— What you have to do —
Restate each entry below word for word, without skipping any.

— Record extracts —
▬▬▬▬▬▬▬▬▬▬

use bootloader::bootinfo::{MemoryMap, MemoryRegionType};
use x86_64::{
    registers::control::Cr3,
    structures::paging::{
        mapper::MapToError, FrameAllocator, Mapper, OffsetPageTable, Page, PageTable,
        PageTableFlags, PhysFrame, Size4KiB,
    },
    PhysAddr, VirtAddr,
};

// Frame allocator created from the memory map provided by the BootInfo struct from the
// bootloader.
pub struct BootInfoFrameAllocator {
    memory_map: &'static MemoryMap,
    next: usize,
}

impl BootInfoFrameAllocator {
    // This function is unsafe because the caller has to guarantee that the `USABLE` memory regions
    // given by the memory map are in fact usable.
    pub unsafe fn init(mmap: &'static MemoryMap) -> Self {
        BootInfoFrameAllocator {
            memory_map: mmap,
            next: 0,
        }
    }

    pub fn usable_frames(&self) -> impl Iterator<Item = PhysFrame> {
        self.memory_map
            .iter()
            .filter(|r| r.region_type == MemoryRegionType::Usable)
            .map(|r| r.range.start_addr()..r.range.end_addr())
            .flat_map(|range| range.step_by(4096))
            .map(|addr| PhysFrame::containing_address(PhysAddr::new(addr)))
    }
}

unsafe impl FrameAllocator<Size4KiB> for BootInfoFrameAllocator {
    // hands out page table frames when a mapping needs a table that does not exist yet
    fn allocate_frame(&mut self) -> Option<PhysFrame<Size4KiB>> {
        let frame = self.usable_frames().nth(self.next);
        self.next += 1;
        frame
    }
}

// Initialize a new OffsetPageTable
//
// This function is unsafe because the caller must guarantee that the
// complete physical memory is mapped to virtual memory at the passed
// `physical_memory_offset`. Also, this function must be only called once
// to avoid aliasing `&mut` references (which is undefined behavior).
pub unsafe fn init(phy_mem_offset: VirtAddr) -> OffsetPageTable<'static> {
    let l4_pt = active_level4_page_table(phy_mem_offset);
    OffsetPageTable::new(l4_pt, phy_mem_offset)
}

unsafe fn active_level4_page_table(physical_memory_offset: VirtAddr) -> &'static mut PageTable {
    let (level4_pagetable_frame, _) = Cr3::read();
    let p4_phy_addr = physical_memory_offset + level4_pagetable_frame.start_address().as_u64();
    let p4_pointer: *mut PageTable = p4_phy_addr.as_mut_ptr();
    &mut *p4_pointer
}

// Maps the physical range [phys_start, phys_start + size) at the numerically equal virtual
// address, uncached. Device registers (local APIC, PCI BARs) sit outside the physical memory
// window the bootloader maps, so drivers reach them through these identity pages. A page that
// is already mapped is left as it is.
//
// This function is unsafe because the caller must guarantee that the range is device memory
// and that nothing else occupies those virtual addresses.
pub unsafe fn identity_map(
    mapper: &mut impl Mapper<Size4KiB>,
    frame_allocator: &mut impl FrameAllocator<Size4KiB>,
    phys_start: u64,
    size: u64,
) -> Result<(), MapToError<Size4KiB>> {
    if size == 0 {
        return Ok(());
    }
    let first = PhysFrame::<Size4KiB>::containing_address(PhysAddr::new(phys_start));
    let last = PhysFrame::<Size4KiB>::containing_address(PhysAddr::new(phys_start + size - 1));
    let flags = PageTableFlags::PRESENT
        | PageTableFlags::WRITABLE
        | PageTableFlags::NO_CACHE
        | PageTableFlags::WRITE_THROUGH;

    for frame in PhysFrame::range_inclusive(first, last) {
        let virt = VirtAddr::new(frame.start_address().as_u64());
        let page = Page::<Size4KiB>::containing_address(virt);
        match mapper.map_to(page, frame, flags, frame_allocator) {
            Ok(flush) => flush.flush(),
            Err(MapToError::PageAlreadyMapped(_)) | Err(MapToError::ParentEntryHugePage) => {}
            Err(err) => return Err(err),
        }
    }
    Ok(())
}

▬▬▬▬▬▬▬▬▬▬

— Written response —
use bootloader::bootinfo::{MemoryMap, MemoryRegionType};
use x86_64::{
    registers::control::Cr3,
    structures::paging::{
        mapper::MapToError, FrameAllocator, Mapper, OffsetPageTable, Page, PageTable,
        PageTableFlags, PhysFrame, Size4KiB,
    },
    PhysAddr, VirtAddr,
};

// Frame allocator created from the memory map provided by the BootInfo struct from the
// bootloader.
pub struct BootInfoFrameAllocator {
    memory_map: &'static MemoryMap,
    next: usize,
}

impl BootInfoFrameAllocator {
    // This function is unsafe because the caller has to guarantee that the `USABLE` memory regions
    // given by the memory map are in fact usable.
    pub unsafe fn init(mmap: &'static MemoryMap) -> Self {
        BootInfoFrameAllocator {
            memory_map: mmap,
            next: 0,
        }
    }

    pub fn usable_frames(&self) -> impl Iterator<Item = PhysFrame> {
        self.memory_map
            .iter()
            .filter(|r| r.region_type == MemoryRegionType::Usable)
            .map(|r| r.range.start_addr()..r.range.end_addr())
            .flat_map(|range| range.step_by(4096))
            .map(|addr| PhysFrame::containing_address(PhysAddr::new(addr)))
    }
}

unsafe impl FrameAllocator<Size4KiB> for BootInfoFrameAllocator {
    // hands out page table frames when a mapping needs a table that does not exist yet
    fn allocate_frame(&mut self) -> Option<PhysFrame<Size4KiB>> {
        let frame = self.usable_frames().nth(self.next);
        self.next += 1;
        frame
    }
}

// Initialize a new OffsetPageTable
//
// This function is unsafe because the caller must guarantee that the
// complete physical memory is mapped to virtual memory at the passed
// `physical_memory_offset`. Also, this function must be only called once
// to avoid aliasing `&mut` references (which is undefined behavior).
pub unsafe fn init(phy_mem_offset: VirtAddr) -> OffsetPageTable<'static> {
    let l4_pt = active_level4_page_table(phy_mem_offset);
    OffsetPageTable::new(l4_pt, phy_mem_offset)
}

unsafe fn active_level4_page_table(physical_memory_offset: VirtAddr) -> &'static mut PageTable {
    let (level4_pagetable_frame, _) = Cr3::read();
    let p4_phy_addr = physical_memory_offset + level4_pagetable_frame.start_address().as_u64();
    let p4_pointer: *mut PageTable = p4_phy_addr.as_mut_ptr();
    &mut *p4_pointer
}

// Maps the physical range [phys_start, phys_start + size) at the numerically equal virtual
// address, uncached. Device registers (local APIC, PCI BARs) sit outside the physical memory
// window the bootloader maps, so drivers reach them through these identity pages. A page that
// is already mapped is left as it is.
//
// This function is unsafe because the caller must guarantee that the range is device memory
// and that nothing else occupies those virtual addresses.
pub unsafe fn identity_map(
    mapper: &mut impl Mapper<Size4KiB>,
    frame_allocator: &mut impl FrameAllocator<Size4KiB>,
    phys_start: u64,
    size: u64,
) -> Result<(), MapToError<Size4KiB>> {
    if size == 0 {
        return Ok(());
    }
    let first = PhysFrame::<Size4KiB>::containing_address(PhysAddr::new(phys_start));
    let last = PhysFrame::<Size4KiB>::containing_address(PhysAddr::new(phys_start + size - 1));
    let flags = PageTableFlags::PRESENT
        | PageTableFlags::WRITABLE
        | PageTableFlags::NO_CACHE
        | PageTableFlags::WRITE_THROUGH;

    for frame in PhysFrame::range_inclusive(first, last) {
        let virt = VirtAddr::new(frame.start_address().as_u64());
        let page = Page::<Size4KiB>::containing_address(virt);
        match mapper.map_to(page, frame, flags, frame_allocator) {
            Ok(flush) => flush.flush(),
            Err(MapToError::PageAlreadyMapped(_)) | Err(MapToError::ParentEntryHugePage) => {}
            Err(err) => return Err(err),
        }
    }
    Ok(())
}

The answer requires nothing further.